Rabu, 02 Juni 2010

Pragmatisme Merantau: Pereduksian Makna dan Nilai Sosial Budaya Merantau

oleh: Ifdal

Mencari penghidupan di negeri orang, itulah defenisi ringkas dari kata merantau yang sering kita dengar dan bahkan juga kita terima dengan begitu saja. Gambaran yang muncul dalam fikiran kita dari defenisi tersebut adalah bahwa orang pergi meninggalkan kampung halaman serta sanak saudaranya untuk mencari “penghidupan” yang lebih baik, yang lebih banyak dipahami dalam wujud materi saja. Konsekuensinya, seorang perantau akan merasa enggan untuk kembali pulang ke kampung halamannya bila tidak dengan suatu “penghidupan” (materi?) yang cukup. Kondisi ini diperparah lagi oleh ekspektasi atau harapan yang sama dari masyarakat di kampung halamannya yang akan senantiasa menilai keberhasilan seorang perantau dari sisi materi semata. Seorang perantau yang kembali pulang tanpa membawa materi yang banyak tidak akan dihargai di kampung halamannya. Benarkah begitu makna sesungguhnya dari “merantau”? Atau mungkin makna merantau saat ini sudah dibelokkan, direduksi dan dikotori oleh nilai-nilai luar sehingga nilai-nilai intrinsik lokal menjadi kabur atau mungkin juga sudah hilang sama sekali? Mari sejenak kita tinjau kembali ke belakang sekedar untuk mengetahui dimana sebenarnya sekarang kita berada dalam rentang garis sejarah kehidupan ini.

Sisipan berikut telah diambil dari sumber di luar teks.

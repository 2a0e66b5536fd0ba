//! # Instrumentation Policy
//!
//! A policy tells the rewriter what to instrument and in which direction
//! (call vs. return, read vs. write), and how: callout or inline, which
//! loggers, which serializer, what to call the generated hooks.
//!
//! Every rule list is ordered and first-match-wins: the first rule whose
//! pattern matches a symbol decides the answer for that symbol.

mod file;
mod matcher;

pub use file::{
    FieldInstrumentation, FnInstrumentation, GlobalInstrumentation, Metadata, PolicyData,
    StructInstrumentation, Transform, DEFAULT_HOOK_PREFIX,
};
pub use matcher::{matches, NamePattern};

use crate::debug_info::base_file_name;
use crate::ir::{Function, GlobalVariable, StructType};
use crate::logger::{self, DTraceLogger, KTraceLogger, Logger};
use crate::serializer::{NullSerializer, NvSerializer, Serializer};
use crate::Result;
use serde::{Deserialize, Serialize};
use std::path::Path;

/// Hook direction
#[derive(Debug, Clone, Copy, PartialEq, Eq, Hash, Serialize, Deserialize)]
pub enum Direction {
    /// Function entry / call start
    #[serde(rename = "entry")]
    In,
    /// Function exit / call return
    #[serde(rename = "exit")]
    Out,
}

/// Requested directions, in policy order
pub type Directions = Vec<Direction>;

/// An operation on a variable
#[derive(Debug, Clone, Copy, PartialEq, Eq, Hash, Serialize, Deserialize)]
#[serde(rename_all = "lowercase")]
pub enum Operation {
    Read,
    Write,
}

/// Where generated instrumentation logic lives
#[derive(Debug, Clone, Copy, PartialEq, Eq, Default, Serialize, Deserialize)]
#[serde(rename_all = "lowercase")]
pub enum Strategy {
    /// One generated hook function per hook identity, called from each site
    #[default]
    Callout,
    /// Logging code duplicated at each site
    Inline,
}

/// Simple (non-serializing) logging
#[derive(Debug, Clone, Copy, PartialEq, Eq, Default, Serialize, Deserialize)]
pub enum LogType {
    #[default]
    #[serde(rename = "none")]
    None,
    /// `printf(3)`
    #[serde(rename = "printf")]
    PlainText,
    /// `xo_emit(3)` (libxo)
    #[serde(rename = "xo")]
    Structured,
}

/// ktrace(2) / utrace(2) sink
#[derive(Debug, Clone, Copy, PartialEq, Eq, Default, Serialize, Deserialize)]
pub enum KTraceTarget {
    #[default]
    #[serde(rename = "none")]
    None,
    /// In-kernel `ktrstruct`
    #[serde(rename = "kernel")]
    Kernel,
    /// Userspace `utrace`
    #[serde(rename = "utrace")]
    Userspace,
}

/// DTrace probe sink
#[derive(Debug, Clone, Copy, PartialEq, Eq, Default, Serialize, Deserialize)]
pub enum DTraceTarget {
    #[default]
    #[serde(rename = "none")]
    None,
    #[serde(rename = "userspace")]
    Userspace,
}

/// Record serialization
#[derive(Debug, Clone, Copy, PartialEq, Eq, Default, Serialize, Deserialize)]
pub enum SerializationType {
    #[default]
    #[serde(rename = "none")]
    None,
    /// libnv name/value lists
    #[serde(rename = "nv")]
    NameValue,
}

/// IR name marker for C structures
const STRUCT_PREFIX: &str = "struct.";

/// A loaded, immutable instrumentation policy
#[derive(Debug, Clone, PartialEq, Eq)]
pub struct Policy {
    data: PolicyData,
}

impl Policy {
    pub fn new(data: PolicyData) -> Self {
        Self { data }
    }

    /// Load a policy file; fails if it is missing or malformed
    pub fn open(path: impl AsRef<Path>) -> Result<Self> {
        let path = path.as_ref();
        let data = PolicyData::open(path)?;
        tracing::debug!(
            "Loaded policy {}: {} function, {} structure, {} global rules",
            path.display(),
            data.functions.len(),
            data.structures.len(),
            data.globals.len()
        );
        Ok(Self::new(data))
    }

    /// Parse an in-memory policy document
    pub fn from_yaml(text: &str) -> Result<Self> {
        PolicyData::from_yaml(text).map(Self::new)
    }

    pub fn to_yaml(&self) -> Result<String> {
        self.data.to_yaml()
    }

    /// The policy as loaded
    pub fn data(&self) -> &PolicyData {
        &self.data
    }

    pub fn strategy(&self) -> Strategy {
        self.data.strategy
    }

    pub fn logging(&self) -> LogType {
        self.data.logging
    }

    pub fn ktrace(&self) -> KTraceTarget {
        self.data.ktrace
    }

    pub fn dtrace(&self) -> DTraceTarget {
        self.data.dtrace
    }

    pub fn serialization(&self) -> SerializationType {
        self.data.serialization
    }

    pub fn hook_prefix(&self) -> &str {
        &self.data.hook_prefix
    }

    pub fn use_block_structure(&self) -> bool {
        self.data.block_structure
    }

    pub fn instrument_all(&self) -> bool {
        self.data.everything
    }

    pub fn instrument_pointer_insts(&self) -> bool {
        self.data.pointer_insts
    }

    /// First function rule whose name pattern matches
    fn function_rule(&self, name: &str) -> Option<&FnInstrumentation> {
        self.data.functions.iter().find(|f| f.name.matches(name))
    }

    /// In which directions should calls to `function` be instrumented?
    pub fn call_hooks(&self, function: &Function) -> Directions {
        self.function_rule(&function.name)
            .map(|rule| rule.call.clone())
            .unwrap_or_default()
    }

    /// In which directions (prologue / return points) should `function` be
    /// instrumented? Rules with a `within-file` pattern only apply when it
    /// matches the basename of the function's source file.
    pub fn fn_hooks(&self, function: &Function) -> Directions {
        let file = function
            .subprogram
            .as_ref()
            .map(|sp| base_file_name(&sp.file))
            .unwrap_or("");
        self.body_hooks(&function.name, file)
    }

    /// `fn_hooks` for a function name and source file basename
    pub fn body_hooks(&self, name: &str, base_file_name: &str) -> Directions {
        self.data
            .functions
            .iter()
            .filter(|rule| rule.name.matches(name))
            .find(|rule| match &rule.file {
                Some(file) => file.matches(base_file_name),
                None => true,
            })
            .map(|rule| rule.body.clone())
            .unwrap_or_default()
    }

    /// Metadata of the first rule matching `function`
    pub fn instr_metadata(&self, function: &Function) -> Metadata {
        self.function_rule(&function.name)
            .map(|rule| rule.metadata.clone())
            .unwrap_or_default()
    }

    /// Value transforms of the first rule matching `function`
    pub fn instr_transforms(&self, function: &Function) -> Vec<Transform> {
        self.function_rule(&function.name)
            .map(|rule| rule.transforms.clone())
            .unwrap_or_default()
    }

    /// Unqualified name of a C structure type, if it is one
    fn struct_name(ty: &StructType) -> Option<&str> {
        ty.name.as_deref()?.strip_prefix(STRUCT_PREFIX)
    }

    /// First structure rule for `ty`
    fn struct_rule(&self, ty: &StructType) -> Option<&StructInstrumentation> {
        let name = Self::struct_name(ty)?;
        self.data.structures.iter().find(|s| s.name.matches(name))
    }

    /// Does any structure rule apply to this type? Unions and literal
    /// structs never match.
    pub fn struct_type_matters(&self, ty: &StructType) -> bool {
        self.struct_rule(ty).is_some()
    }

    fn field_operations(&self, ty: &StructType, field: &str) -> Option<&[Operation]> {
        let rule = self.struct_rule(ty)?;
        rule.fields
            .iter()
            .find(|f| f.name.matches(field))
            .map(|f| f.operations.as_slice())
    }

    /// Should a read from `field` of `ty` be instrumented?
    pub fn field_read_hook(&self, ty: &StructType, field: &str) -> bool {
        self.field_operations(ty, field)
            .is_some_and(|ops| ops.contains(&Operation::Read))
    }

    /// Should a write to `field` of `ty` be instrumented?
    pub fn field_write_hook(&self, ty: &StructType, field: &str) -> bool {
        self.field_operations(ty, field)
            .is_some_and(|ops| ops.contains(&Operation::Write))
    }

    fn global_operations(&self, global: &GlobalVariable) -> Option<&[Operation]> {
        if global.name.is_empty() {
            return None;
        }
        self.data
            .globals
            .iter()
            .find(|g| g.name == global.name)
            .map(|g| g.operations.as_slice())
    }

    /// Is there a rule for this global (exact name)?
    pub fn global_value_matters(&self, global: &GlobalVariable) -> bool {
        self.global_operations(global).is_some()
    }

    pub fn global_read_hook(&self, global: &GlobalVariable) -> bool {
        self.global_operations(global)
            .is_some_and(|ops| ops.contains(&Operation::Read))
    }

    pub fn global_write_hook(&self, global: &GlobalVariable) -> bool {
        self.global_operations(global)
            .is_some_and(|ops| ops.contains(&Operation::Write))
    }

    /// Name an instrumentation function: the hook prefix and `components`
    /// joined with `_`.
    pub fn instr_name<S: AsRef<str>>(&self, components: &[S]) -> String {
        std::iter::once(self.data.hook_prefix.as_str())
            .chain(components.iter().map(|c| c.as_ref()))
            .collect::<Vec<_>>()
            .join("_")
    }

    /// Serializer selected by the policy
    pub fn serializer(&self) -> Box<dyn Serializer> {
        match self.data.serialization {
            SerializationType::NameValue => Box::new(NvSerializer),
            SerializationType::None => Box::new(NullSerializer),
        }
    }

    /// Loggers selected by the policy: simple logging, then ktrace, then DTrace
    pub fn loggers(&self) -> Vec<Box<dyn Logger>> {
        let mut loggers: Vec<Box<dyn Logger>> = Vec::new();

        if let Some(simple) = logger::create(self.data.logging) {
            loggers.push(simple);
        }

        if self.data.ktrace != KTraceTarget::None {
            // ktrace records are always self-describing
            let serializer: Box<dyn Serializer> = match self.data.serialization {
                SerializationType::None => Box::new(NvSerializer),
                SerializationType::NameValue => self.serializer(),
            };
            loggers.push(Box::new(KTraceLogger::new(self.data.ktrace, serializer)));
        }

        if self.data.dtrace == DTraceTarget::Userspace {
            loggers.push(Box::new(DTraceLogger));
        }

        loggers
    }
}

#[cfg(test)]
mod tests {
    use super::*;
    use crate::ir::{FunctionBuilder, IrType};

    fn function(name: &str, file: Option<&str>) -> Function {
        let mut fb = FunctionBuilder::new(name, IrType::Void, &[]);
        fb.ret(None);
        match file {
            Some(file) => fb.subprogram(file, 1).build(),
            None => fb.build(),
        }
    }

    fn struct_type(name: &str) -> StructType {
        StructType::named(name, vec![IrType::i32()])
    }

    #[test]
    fn test_call_hooks_first_match_wins() {
        let policy = Policy::from_yaml(
            r#"
functions:
  - name: alloc
    caller: [ entry ]
  - name: ^alloc$
    caller: [ entry, exit ]
"#,
        )
        .unwrap();
        assert_eq!(
            policy.call_hooks(&function("alloc", None)),
            vec![Direction::In]
        );
        assert!(policy.call_hooks(&function("free", None)).is_empty());
    }

    #[test]
    fn test_fn_hooks_within_file() {
        let constrained = Policy::from_yaml(
            "functions:\n  - name: foo\n    within-file: 'a\\.c'\n    callee: [ entry ]\n",
        )
        .unwrap();
        let unconstrained =
            Policy::from_yaml("functions:\n  - name: foo\n    callee: [ entry ]\n").unwrap();

        let in_b = function("foo", Some("/src/b.c"));
        let in_a = function("foo", Some("/src/a.c"));
        assert!(constrained.fn_hooks(&in_b).is_empty());
        assert_eq!(constrained.fn_hooks(&in_a), vec![Direction::In]);
        assert_eq!(unconstrained.fn_hooks(&in_b), vec![Direction::In]);
        assert_eq!(
            unconstrained.fn_hooks(&function("foo", None)),
            vec![Direction::In]
        );
    }

    #[test]
    fn test_fn_hooks_skips_to_next_rule_on_file_mismatch() {
        let policy = Policy::from_yaml(
            r#"
functions:
  - name: foo
    within-file: 'a\.c'
    callee: [ entry ]
  - name: foo
    callee: [ exit ]
"#,
        )
        .unwrap();
        assert_eq!(
            policy.fn_hooks(&function("foo", Some("b.c"))),
            vec![Direction::Out]
        );
    }

    #[test]
    fn test_struct_rules() {
        let policy = Policy::from_yaml(
            r#"
structures:
  - name: test_struct
    fields:
      - name: test_int
        operations: [ read ]
  - name: test_struct
    fields:
      - name: test_int
        operations: [ write ]
"#,
        )
        .unwrap();
        let ty = struct_type("struct.test_struct");
        assert!(policy.struct_type_matters(&ty));
        assert!(policy.field_read_hook(&ty, "test_int"));
        // only the first matching struct rule is consulted
        assert!(!policy.field_write_hook(&ty, "test_int"));
        assert!(!policy.field_read_hook(&ty, "other"));

        assert!(!policy.struct_type_matters(&struct_type("union.test_struct")));
        assert!(!policy.struct_type_matters(&StructType {
            name: None,
            fields: vec![]
        }));
    }

    #[test]
    fn test_global_rules_exact_name() {
        let policy =
            Policy::from_yaml("globals:\n  - name: count\n    operations: [ write ]\n").unwrap();
        let global = |name: &str| GlobalVariable {
            name: name.into(),
            ty: IrType::i32(),
            initializer: None,
            constant: false,
        };
        assert!(policy.global_value_matters(&global("count")));
        assert!(!policy.global_value_matters(&global("counter")));
        assert!(policy.global_write_hook(&global("count")));
        assert!(!policy.global_read_hook(&global("count")));
    }

    #[test]
    fn test_instr_name() {
        let policy = Policy::from_yaml("").unwrap();
        assert_eq!(policy.instr_name(&["x", "entry"]), "__loom_x_entry");

        let policy = Policy::from_yaml("hook_prefix: __test\n").unwrap();
        assert_eq!(policy.instr_name(&["call", "alloc"]), "__test_call_alloc");
    }

    #[test]
    fn test_loggers_from_policy() {
        let policy = Policy::from_yaml("logging: printf\nktrace: utrace\ndtrace: userspace\n")
            .unwrap();
        let names: Vec<&str> = policy.loggers().iter().map(|l| l.function_name()).collect();
        assert_eq!(names, vec!["printf", "utrace", "dt_probe"]);

        assert!(Policy::from_yaml("").unwrap().loggers().is_empty());
    }
}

Di Minangkabau ada pepatah yang seringkali diasosiasikan dengan kebiasaan merantau dari masyarakatnya, yang berbunyi sebagai berikut:

Karantau madang di hulu

Babuah babungo balun

Marantau bujang dahulu

Di kampuang paguno balun

Pemahaman konvensional tentang merantau pada umumnya mengaitkan kebiasaan merantau tersebut dengan pola penguasaan lahan (tanah pusako)di Minangkabau yang dikuasai oleh mamak kepala waris sehingga seorang kemenakan dalam kebanyakan kasus tidak memiliki akses terhadap sumberdaya utama tersebut. Kondisi inilah yang kemudian dianggap sebagai faktor pendorong utama bagi generasi muda untuk pergi merantau meninggalkan kampung halaman. Akan tetapi, kebenaran hasil penelitian tersebut selayaknya kembali dipertanyakan karena pendekatan yang digunakan sangat berbau Marxisme serta tidak sesuai dengan konteks permasalahan yang ril dalam masyarakat Minangkabau. Benarkah akses terhadap lahan menjadi penyebab utama orang Minang pergi merantau?

Pepatah di atas dengan jelas menyatakan bahwa seseorang pergi merantau karena di kampung dianggap belum bisa berbuat banyak bagi kehidupan masyarakatnya (kampuang). Pertanyaannya, apakah itu disebabkan karena seseorang tidak memiliki akses terhadap lahan? Tidak, sama sekali tidak. Seseorang merasa belum berguna bagi masyarakatnya atau belum bisa berbuat banyak bagi kampungnya karena belum cukup ilmu dan pengalaman. Oleh karena itu, tujuan utama pergi merantau menurut sejarahnya adalah untuk menuntut ilmu dan menimba pangalaman yang kelak bisa digunakan untuk memperbaiki kualitas hidup masyarakat kampung halamannya. Merantau dalam konteks ini bukanlah untuk mengumpulkan materi sebanyak mungkin bagi kehidupan kita sendiri seperti yang umumnya dipahami pada saat ini. Makna merantau pada saat ini amat pragmatis serta sudah kehilangan nilai sosial yang melahirkan dan membesarkannya. Bila dulu merantau mencari ilmu dan pengalaman untuk membangun kampungnya, maka sekarang merantau mencari harta dan kekayaan bagi kehidupan pribadi si perantau.

Sejarah juga telah mencatat betapa amat banyak orang Minang yang kemudian menjadi tokoh terkenal karena ilmu dan pengalaman yang ditimbanya di perantauan, bukan karena harta yang ia kumpulkan. Sebut saja umpamanya Muh. Hatta, Syahrir, HAMKA, H. Agus Salim, Tan Malaka dan banyak lagi tokoh-tokoh nasional maupun lokal amat berjasa dalam membangun bangsa dan kampung halamannya setelah merantau mencari ilmu dan menimba pengalaman di negeri orang. “Penghidupan” bagi mereka adalah ilmu yang berguna bagi kesejahteraan masyarakat dan kampung halamannya, bukan mobil yang bagus, rumah yang mewah dan bukan juga uang yang berlimpah.